Roşia Montană, as small as it is, the surprising it is. Following Eugene’s tracks we are climbing higher and higher and suddenly we find ourselves in front of a lake. Here there are beautiful landscapes, mountains, green, everything you need. There stands a newly renovated building on one shore while gorgeous little benches and barbecue lie on the other. The best in Roşia Montană may be that with whatever expectations you might come here, you will find something controversial to it. In one moment it is an Austrian touristic village, but two streets further it is a warzone, three streets further it is an idyllic open-air ethnographic museum.
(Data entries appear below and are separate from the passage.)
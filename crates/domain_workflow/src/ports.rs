//! Server procedure port
//!
//! Entity-specific business operations (issuing a policy, posting a
//! settlement, applying a payment) sit behind this port. The workflow only
//! needs to know whether a procedure succeeded and which document it
//! created.

use async_trait::async_trait;
use serde::{Deserialize, Serialize};

use core_kernel::{DocType, DomainPort, HealthCheckable, OperationMetadata, PortError};

use crate::validation::PolicyPayment;

/// Reference to the document a procedure created
#[derive(Debug, Clone, PartialEq, Eq, Serialize, Deserialize)]
pub struct ArtifactRef {
    pub doctype: DocType,
    pub name: String,
}

impl ArtifactRef {
    pub fn new(doctype: DocType, name: impl Into<String>) -> Self {
        Self {
            doctype,
            name: name.into(),
        }
    }
}

/// Port for server-side procedures
///
/// Implementations enforce their own preconditions; a precondition that no
/// longer holds is reported as `PortError::Conflict`.
#[async_trait]
pub trait ServerProcedures: DomainPort + HealthCheckable {
    /// Creates a draft payment entry for an approved proposal's premium
    async fn create_proposal_payment_entry(
        &self,
        proposal: &str,
        metadata: Option<OperationMetadata>,
    ) -> Result<ArtifactRef, PortError>;

    /// Submits a draft payment entry and applies it to what it references
    async fn submit_payment_entry(
        &self,
        payment_entry: &str,
        metadata: Option<OperationMetadata>,
    ) -> Result<ArtifactRef, PortError>;

    /// Issues a policy from an approved, paid proposal
    async fn create_policy_from_proposal(
        &self,
        proposal: &str,
        metadata: Option<OperationMetadata>,
    ) -> Result<ArtifactRef, PortError>;

    /// Records and submits a premium payment against a policy
    async fn record_policy_payment(
        &self,
        policy: &str,
        payment: &PolicyPayment,
        metadata: Option<OperationMetadata>,
    ) -> Result<ArtifactRef, PortError>;

    /// Posts the settlement journal entry for an approved claim
    async fn create_settlement_journal_entry(
        &self,
        claim: &str,
        metadata: Option<OperationMetadata>,
    ) -> Result<ArtifactRef, PortError>;
}

/// Mock implementation of ServerProcedures for testing
#[cfg(any(test, feature = "mock"))]
pub mod mock {
    use super::*;
    use chrono::Utc;
    use core_kernel::{AdapterHealth, HealthCheckResult};
    use std::collections::HashMap;
    use std::sync::atomic::{AtomicUsize, Ordering};
    use tokio::sync::Mutex;

    /// Records every call and answers with generated artifact names
    #[derive(Debug, Default)]
    pub struct MockServerProcedures {
        calls: Mutex<Vec<(String, String)>>,
        failures: HashMap<String, String>,
        counter: AtomicUsize,
    }

    impl MockServerProcedures {
        pub fn new() -> Self {
            Self::default()
        }

        /// Makes the named procedure fail with an internal error
        pub fn with_failure(mut self, procedure: &str, message: &str) -> Self {
            self.failures.insert(procedure.to_string(), message.to_string());
            self
        }

        /// Procedure names and targets, in call order
        pub async fn calls(&self) -> Vec<(String, String)> {
            self.calls.lock().await.clone()
        }

        async fn answer(&self, procedure: &str, target: &str, doctype: DocType, prefix: &str) -> Result<ArtifactRef, PortError> {
            self.calls
                .lock()
                .await
                .push((procedure.to_string(), target.to_string()));
            if let Some(message) = self.failures.get(procedure) {
                return Err(PortError::internal(message.clone()));
            }
            let n = self.counter.fetch_add(1, Ordering::SeqCst) + 1;
            Ok(ArtifactRef::new(doctype, format!("{}-MOCK-{:05}", prefix, n)))
        }
    }

    impl DomainPort for MockServerProcedures {}

    #[async_trait]
    impl HealthCheckable for MockServerProcedures {
        async fn health_check(&self) -> HealthCheckResult {
            HealthCheckResult {
                adapter_id: "mock-server-procedures".to_string(),
                status: AdapterHealth::Healthy,
                latency_ms: 0,
                message: Some("Mock adapter always healthy".to_string()),
                checked_at: Utc::now(),
            }
        }
    }

    #[async_trait]
    impl ServerProcedures for MockServerProcedures {
        async fn create_proposal_payment_entry(
            &self,
            proposal: &str,
            _metadata: Option<OperationMetadata>,
        ) -> Result<ArtifactRef, PortError> {
            self.answer("create_proposal_payment_entry", proposal, DocType::PaymentEntry, "PAY").await
        }

        async fn submit_payment_entry(
            &self,
            payment_entry: &str,
            _metadata: Option<OperationMetadata>,
        ) -> Result<ArtifactRef, PortError> {
            self.calls
                .lock()
                .await
                .push(("submit_payment_entry".to_string(), payment_entry.to_string()));
            if let Some(message) = self.failures.get("submit_payment_entry") {
                return Err(PortError::internal(message.clone()));
            }
            Ok(ArtifactRef::new(DocType::PaymentEntry, payment_entry))
        }

        async fn create_policy_from_proposal(
            &self,
            proposal: &str,
            _metadata: Option<OperationMetadata>,
        ) -> Result<ArtifactRef, PortError> {
            self.answer("create_policy_from_proposal", proposal, DocType::Policy, "POL").await
        }

        async fn record_policy_payment(
            &self,
            policy: &str,
            _payment: &PolicyPayment,
            _metadata: Option<OperationMetadata>,
        ) -> Result<ArtifactRef, PortError> {
            self.answer("record_policy_payment", policy, DocType::PaymentEntry, "PAY").await
        }

        async fn create_settlement_journal_entry(
            &self,
            claim: &str,
            _metadata: Option<OperationMetadata>,
        ) -> Result<ArtifactRef, PortError> {
            self.answer("create_settlement_journal_entry", claim, DocType::JournalEntry, "JE").await
        }
    }
}
//! External Adapters for the Vehicle Domain
//!
//! - **RcRegistryAdapter**: registration-certificate registry over HTTPS
//! - **MockRcRegistry**: scripted registry for tests (re-exported from `ports`)

pub mod rc_registry;

pub use rc_registry::{RcRegistryAdapter, RcRegistryConfig, RegistryEnvironment};
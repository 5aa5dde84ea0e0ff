//! Plan handlers

use axum::{extract::{Path, State}, Json};

use domain_workflow::PremiumQuote;

use crate::dto::plans::PremiumQuoteRequest;
use crate::handlers::validated;
use crate::{error::ApiError, AppState};

/// Quotes the premium under a plan
pub async fn quote(
    State(state): State<AppState>,
    Path(name): Path<String>,
    Json(request): Json<PremiumQuoteRequest>,
) -> Result<Json<PremiumQuote>, ApiError> {
    let request = validated(request)?;
    let quote = state
        .workflow
        .quote_premium(&name, request.idv, &request.addons, request.ncb_percent)
        .await?;
    Ok(Json(quote))
}
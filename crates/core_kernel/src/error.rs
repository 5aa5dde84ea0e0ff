//! Core error types used across the system

use thiserror::Error;
use crate::temporal::TemporalError;

/// Core error type for the kernel
#[derive(Debug, Error)]
pub enum CoreError {
    #[error("Temporal error: {0}")]
    Temporal(#[from] TemporalError),

    #[error("Validation error: {0}")]
    Validation(String),
}

impl CoreError {
    pub fn validation(message: impl Into<String>) -> Self {
        CoreError::Validation(message.into())
    }
}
At last we find Eugene and it is not really raining anymore. We have to climb up by some kind of brook. The place is inaccessible by car. We tried to call Eugene of course, but he hang up. We don’t give up. We are standing ten minutes in front of his house, then we even enter the garden. And when the discretion really dictates us to leave Eugene and his magic castle, he appears covered with manure. He is almost two meters tall. He waves for us to enter and before even saying a word, with great care he places a time-worn sheep-blanket over a stump, lights his cigarette and invites us to sit down. He is polite without being fawning. His garden is full of strange sculptures. A few years ago there was a sculptors’ meeting in the village (I think it was an initiative objecting to Gold Corporation) and they left their sculptures here. It is wonderfully surrealistic to see this weather-beaten man in peaceful symbiosis with a dozen abstract contemporary works of art: the practical, the realistic and the art for art’s sake, not even aesthetic beauty together.
Raining, raining, raindrops falling, mice are dancing.